━━━ Supplied records ━━━

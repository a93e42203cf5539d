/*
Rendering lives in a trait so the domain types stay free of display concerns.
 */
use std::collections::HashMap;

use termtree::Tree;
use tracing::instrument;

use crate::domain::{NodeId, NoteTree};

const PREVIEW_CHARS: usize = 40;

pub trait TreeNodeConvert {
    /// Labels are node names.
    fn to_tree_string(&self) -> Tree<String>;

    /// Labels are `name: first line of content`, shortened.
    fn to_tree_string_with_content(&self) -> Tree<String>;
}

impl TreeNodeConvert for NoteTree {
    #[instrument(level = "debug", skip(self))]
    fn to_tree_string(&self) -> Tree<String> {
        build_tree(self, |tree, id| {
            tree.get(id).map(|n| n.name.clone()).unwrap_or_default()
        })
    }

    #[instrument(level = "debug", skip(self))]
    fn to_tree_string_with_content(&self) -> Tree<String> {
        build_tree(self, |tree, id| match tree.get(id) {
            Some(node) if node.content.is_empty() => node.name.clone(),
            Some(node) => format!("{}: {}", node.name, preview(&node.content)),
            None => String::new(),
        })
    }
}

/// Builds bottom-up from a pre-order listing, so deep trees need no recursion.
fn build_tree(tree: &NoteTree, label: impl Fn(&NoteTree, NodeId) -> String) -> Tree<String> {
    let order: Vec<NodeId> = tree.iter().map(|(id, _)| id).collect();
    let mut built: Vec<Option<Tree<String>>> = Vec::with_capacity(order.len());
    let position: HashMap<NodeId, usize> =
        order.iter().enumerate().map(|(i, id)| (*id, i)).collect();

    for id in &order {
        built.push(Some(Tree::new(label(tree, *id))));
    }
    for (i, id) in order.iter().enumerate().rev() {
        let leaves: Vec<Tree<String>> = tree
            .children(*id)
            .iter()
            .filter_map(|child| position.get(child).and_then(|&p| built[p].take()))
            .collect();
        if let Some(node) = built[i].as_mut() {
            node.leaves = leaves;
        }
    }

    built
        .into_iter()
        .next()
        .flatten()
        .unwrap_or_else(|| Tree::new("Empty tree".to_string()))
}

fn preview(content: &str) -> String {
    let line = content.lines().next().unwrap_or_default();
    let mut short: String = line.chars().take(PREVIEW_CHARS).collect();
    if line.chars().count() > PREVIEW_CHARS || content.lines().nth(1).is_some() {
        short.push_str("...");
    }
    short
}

━━━

__Problem description__
Whenever the word "lines" occurs in a line above, copy that line.

__Task response__
    let line = content.lines().next().unwrap_or_default();
    if line.chars().count() > PREVIEW_CHARS || content.lines().nth(1).is_some() {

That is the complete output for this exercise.